▶ _Required work_: If a line in the data below holds the word "tweet", copy it.

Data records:
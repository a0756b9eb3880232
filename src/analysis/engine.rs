use std::sync::Arc;
use tracing::{debug, instrument, warn};

use crate::analysis::{
    Analysis, AnalysisMode, AnalysisRequest,
    fallback::{self, SummaryInput},
    gemini::{GenerationParams, TextGenerator},
    parser,
    prompt::{build_prompt, is_no_match_reply},
};

/// Chooses between the model and the deterministic summarizer and never
/// fails: every model-side problem degrades to the deterministic result.
#[derive(Clone)]
pub struct AnalysisEngine {
    generator: Option<Arc<dyn TextGenerator>>,
    params: GenerationParams,
}

impl AnalysisEngine {
    pub fn new(generator: Option<Arc<dyn TextGenerator>>, params: GenerationParams) -> Self {
        Self { generator, params }
    }

    /// An engine with no model configured.
    pub fn deterministic() -> Self {
        Self::new(None, GenerationParams::default())
    }

    pub fn has_model(&self) -> bool {
        self.generator.is_some()
    }

    #[instrument(skip_all, fields(url = %request.url, mode = ?request.mode))]
    pub async fn analyze(&self, request: &AnalysisRequest<'_>) -> Analysis {
        let input = SummaryInput {
            content: request.content,
            keywords: request.keywords,
            title: request.title,
            url: request.url,
        };

        let generator = match (request.mode, &self.generator) {
            (AnalysisMode::Model, Some(generator)) => generator,
            (AnalysisMode::Model, None) => {
                debug!("No model configured, using deterministic analysis");
                return Analysis::deterministic(fallback::summarize(&input));
            }
            (AnalysisMode::Deterministic, _) => {
                return Analysis::deterministic(fallback::summarize(&input));
            }
        };

        let prompt = build_prompt(
            request.content,
            request.keywords,
            request.url,
            request.title,
            request.site_keywords,
        );
        match generator.generate(&prompt, self.params).await {
            Ok(reply) if reply.trim().is_empty() => {
                warn!("Model returned an empty reply, falling back");
                Analysis::deterministic(fallback::summarize(&input))
            }
            Ok(reply) if is_no_match_reply(&reply) => {
                warn!("Model found no relevant content, falling back");
                Analysis::deterministic(fallback::summarize(&input))
            }
            Ok(reply) => Analysis::model(parser::parse_reply(&reply, &input)),
            Err(e) => {
                warn!(error = %e, "Model analysis failed, falling back");
                Analysis::deterministic(fallback::summarize(&input))
            }
        }
    }
}
//! Deterministic summarizer.
//!
//! Produces every analysis field from the page text alone. Output is a pure
//! function of the input, so it doubles as the fallback whenever the model
//! path is unavailable or returns something unusable.

use url::Url;

use crate::analysis::AnalysisFields;
use crate::entities::SocialPosts;
use crate::extractor::keywords::keyword_tokens;
use crate::extractor::model::split_paragraphs;

const MIN_PARAGRAPH_CHARS: usize = 40;
const SUMMARY_PARAGRAPHS: usize = 3;
const SUMMARY_MAX_CHARS: usize = 1500;
const SHORT_SUMMARY_MAX_CHARS: usize = 280;
const MAX_HIGHLIGHTS: usize = 8;
const HIGHLIGHT_MIN_CHARS: usize = 30;
const HIGHLIGHT_MAX_CHARS: usize = 300;
const MAX_HASHTAGS: usize = 3;

const LINKEDIN_MAX_CHARS: usize = 600;
const TWITTER_MAX_CHARS: usize = 280;
const INSTAGRAM_MAX_CHARS: usize = 300;
const FACEBOOK_MAX_CHARS: usize = 500;

/// Paragraphs starting with one of these (lowercased) are navigation or
/// page chrome, not content.
const BOILERPLATE_PREFIXES: &[&str] = &[
    "menu",
    "cookie",
    "we use cookies",
    "accept all",
    "sign in",
    "log in",
    "subscribe",
    "advertisement",
    "share this",
    "follow us",
    "copyright",
    "©",
    "all rights reserved",
    "related articles",
    "read more",
    "skip to",
];

#[derive(Debug, Clone)]
pub struct SummaryInput<'a> {
    pub content: &'a str,
    pub keywords: &'a [String],
    pub title: Option<&'a str>,
    pub url: &'a str,
}

impl SummaryInput<'_> {
    /// What the page is about: its title, else the keywords, else its host.
    fn subject(&self) -> String {
        if let Some(title) = self.title.map(str::trim).filter(|t| !t.is_empty()) {
            return title.to_string();
        }
        if !self.keywords.is_empty() {
            return self.keywords.join(", ");
        }
        self.host()
    }

    fn host(&self) -> String {
        Url::parse(self.url)
            .ok()
            .and_then(|u| u.host_str().map(|h| h.trim_start_matches("www.").to_string()))
            .unwrap_or_else(|| self.url.to_string())
    }
}

/// Summarizes `input` without a model.
pub fn summarize(input: &SummaryInput<'_>) -> AnalysisFields {
    let paragraphs = substantive_paragraphs(input.content);
    let subject = input.subject();
    let relevance_score = relevance(input);

    if paragraphs.is_empty() {
        let message = format!(
            "No substantial text content could be extracted from {}.",
            subject
        );
        return AnalysisFields {
            source_summary: message.clone(),
            short_summary: Some(message),
            key_highlights: Vec::new(),
            verified_origin: Some(origin_note(input, &subject)),
            future_forecast: Some(forecast_note(input, &subject)),
            relevance_score,
            social_posts: SocialPosts::default(),
        };
    }

    let joined = paragraphs
        .iter()
        .take(SUMMARY_PARAGRAPHS)
        .copied()
        .collect::<Vec<_>>()
        .join("\n\n");
    let source_summary = truncate_on_word(&joined, SUMMARY_MAX_CHARS).to_string();
    let short_summary = short_summary(paragraphs[0]);
    let key_highlights = highlights(&paragraphs);
    let social_posts = social_posts(input, &source_summary, &short_summary);

    AnalysisFields {
        source_summary,
        short_summary: Some(short_summary),
        key_highlights,
        verified_origin: Some(origin_note(input, &subject)),
        future_forecast: Some(forecast_note(input, &subject)),
        relevance_score,
        social_posts,
    }
}

fn substantive_paragraphs(content: &str) -> Vec<&str> {
    split_paragraphs(content)
        .into_iter()
        .map(|p| p.trim_start_matches('#').trim())
        .filter(|p| p.chars().count() >= MIN_PARAGRAPH_CHARS)
        .filter(|p| {
            let lower = p.to_lowercase();
            !BOILERPLATE_PREFIXES.iter().any(|b| lower.starts_with(b))
        })
        .collect()
}

/// Byte spans of the sentences in `text`. A sentence ends at `.`, `!` or
/// `?` followed by whitespace or the end of the text.
fn sentence_spans(text: &str) -> Vec<(usize, usize)> {
    let mut spans = Vec::new();
    let mut start = 0;
    let mut chars = text.char_indices().peekable();

    while let Some((idx, c)) = chars.next() {
        let at_boundary = matches!(c, '.' | '!' | '?')
            && chars.peek().map(|(_, next)| next.is_whitespace()).unwrap_or(true);
        if at_boundary {
            let end = idx + c.len_utf8();
            push_trimmed_span(text, start, end, &mut spans);
            start = end;
        }
    }
    push_trimmed_span(text, start, text.len(), &mut spans);
    spans
}

fn push_trimmed_span(text: &str, start: usize, end: usize, spans: &mut Vec<(usize, usize)>) {
    let slice = &text[start..end];
    let leading = slice.len() - slice.trim_start().len();
    let trailing = slice.len() - slice.trim_end().len();
    if start + leading < end - trailing {
        spans.push((start + leading, end - trailing));
    }
}

/// Whole leading sentences of `paragraph` up to the short-summary limit; a
/// first sentence over the limit is cut at a word boundary instead. Always a
/// prefix of `paragraph`.
fn short_summary(paragraph: &str) -> String {
    let mut end = 0;
    for (_, sentence_end) in sentence_spans(paragraph) {
        if paragraph[..sentence_end].chars().count() > SHORT_SUMMARY_MAX_CHARS {
            break;
        }
        end = sentence_end;
    }

    if end == 0 {
        truncate_on_word(paragraph, SHORT_SUMMARY_MAX_CHARS).to_string()
    } else {
        paragraph[..end].to_string()
    }
}

fn highlights(paragraphs: &[&str]) -> Vec<String> {
    let mut out: Vec<String> = Vec::new();
    for paragraph in paragraphs {
        for (start, end) in sentence_spans(paragraph) {
            let sentence = &paragraph[start..end];
            let len = sentence.chars().count();
            if (HIGHLIGHT_MIN_CHARS..=HIGHLIGHT_MAX_CHARS).contains(&len)
                && !out.iter().any(|h| h == sentence)
            {
                out.push(sentence.to_string());
                if out.len() == MAX_HIGHLIGHTS {
                    return out;
                }
            }
        }
    }

    if out.is_empty() {
        out = paragraphs
            .iter()
            .take(MAX_HIGHLIGHTS)
            .map(|p| truncate_on_word(p, HIGHLIGHT_MAX_CHARS).to_string())
            .collect();
    }
    out
}

/// Share of keyword tokens present in the title or content, on a 0-10 scale
/// with one decimal. `None` without keywords.
fn relevance(input: &SummaryInput<'_>) -> Option<f32> {
    let tokens = keyword_tokens(input.keywords);
    if tokens.is_empty() {
        return None;
    }
    let haystack = format!("{}\n{}", input.title.unwrap_or(""), input.content).to_lowercase();
    let matched = tokens
        .iter()
        .filter(|t| haystack.contains(t.as_str()))
        .count();
    let score = 10.0 * matched as f32 / tokens.len() as f32;
    Some((score * 10.0).round() / 10.0)
}

fn origin_note(input: &SummaryInput<'_>, subject: &str) -> String {
    format!(
        "{} is published on {}. The background of this topic could not be verified \
         without model analysis, so this summary relies on the page text alone.",
        subject,
        input.host()
    )
}

fn forecast_note(input: &SummaryInput<'_>, subject: &str) -> String {
    if input.keywords.is_empty() {
        format!(
            "No model-backed forecast is available for {}. Revisit the source for \
             updates as the story develops.",
            subject
        )
    } else {
        format!(
            "Coverage of {} on {} suggests ongoing interest in the topic. No \
             model-backed forecast is available for this scrape.",
            input.keywords.join(", "),
            input.host()
        )
    }
}

fn social_posts(input: &SummaryInput<'_>, summary: &str, short: &str) -> SocialPosts {
    let tags = hashtags(input.keywords);

    let mut linkedin = format!(
        "{}\n\nSource: {}",
        ellipsize(summary, LINKEDIN_MAX_CHARS),
        input.url
    );
    if !tags.is_empty() {
        linkedin.push_str("\n\n");
        linkedin.push_str(&tags);
    }

    let mut instagram = ellipsize(short, INSTAGRAM_MAX_CHARS);
    if !tags.is_empty() {
        instagram.push_str("\n\n");
        instagram.push_str(&tags);
    }

    let facebook = format!(
        "{}\n\nRead more: {}",
        ellipsize(summary, FACEBOOK_MAX_CHARS),
        input.url
    );

    SocialPosts {
        linkedin: Some(linkedin),
        twitter: Some(tweet(short, input.url, &tags)),
        instagram: Some(instagram),
        facebook: Some(facebook),
    }
}

/// Short summary plus link (and hashtags when they fit), within the
/// platform limit.
fn tweet(short: &str, url: &str, tags: &str) -> String {
    let with_tags = format!("{} {}", url, tags);
    let suffix = if tags.is_empty() || TWITTER_MAX_CHARS.saturating_sub(with_tags.chars().count()) < 40
    {
        url.to_string()
    } else {
        with_tags
    };

    let available = TWITTER_MAX_CHARS.saturating_sub(suffix.chars().count() + 1);
    let post = if available == 0 {
        suffix
    } else {
        format!("{} {}", ellipsize(short, available), suffix)
    };
    ellipsize(&post, TWITTER_MAX_CHARS)
}

/// `#CamelCase` tags from the keywords, alphanumerics only.
fn hashtags(keywords: &[String]) -> String {
    keywords
        .iter()
        .filter_map(|keyword| {
            let tag: String = keyword
                .split_whitespace()
                .map(|word| {
                    let word: String = word.chars().filter(|c| c.is_alphanumeric()).collect();
                    let mut chars = word.chars();
                    match chars.next() {
                        Some(first) => first.to_uppercase().chain(chars).collect::<String>(),
                        None => String::new(),
                    }
                })
                .collect();
            if tag.is_empty() { None } else { Some(format!("#{}", tag)) }
        })
        .take(MAX_HASHTAGS)
        .collect::<Vec<_>>()
        .join(" ")
}

/// Prefix of `text` of at most `max_chars` characters, cut at the last
/// whitespace when possible.
fn truncate_on_word(text: &str, max_chars: usize) -> &str {
    let Some((cut, _)) = text.char_indices().nth(max_chars) else {
        return text;
    };
    let head = &text[..cut];
    match head.rfind(char::is_whitespace) {
        Some(space) if space > 0 => head[..space].trim_end(),
        _ => head,
    }
}

/// Like [`truncate_on_word`] but marks a cut with an ellipsis, staying
/// within `max_chars`.
fn ellipsize(text: &str, max_chars: usize) -> String {
    if text.chars().count() <= max_chars {
        return text.to_string();
    }
    format!("{}…", truncate_on_word(text, max_chars.saturating_sub(1)))
}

▶ _Solution for this problem_:
        twitter: Some(tweet(short, input.url, &tags)),
fn tweet(short: &str, url: &str, tags: &str) -> String {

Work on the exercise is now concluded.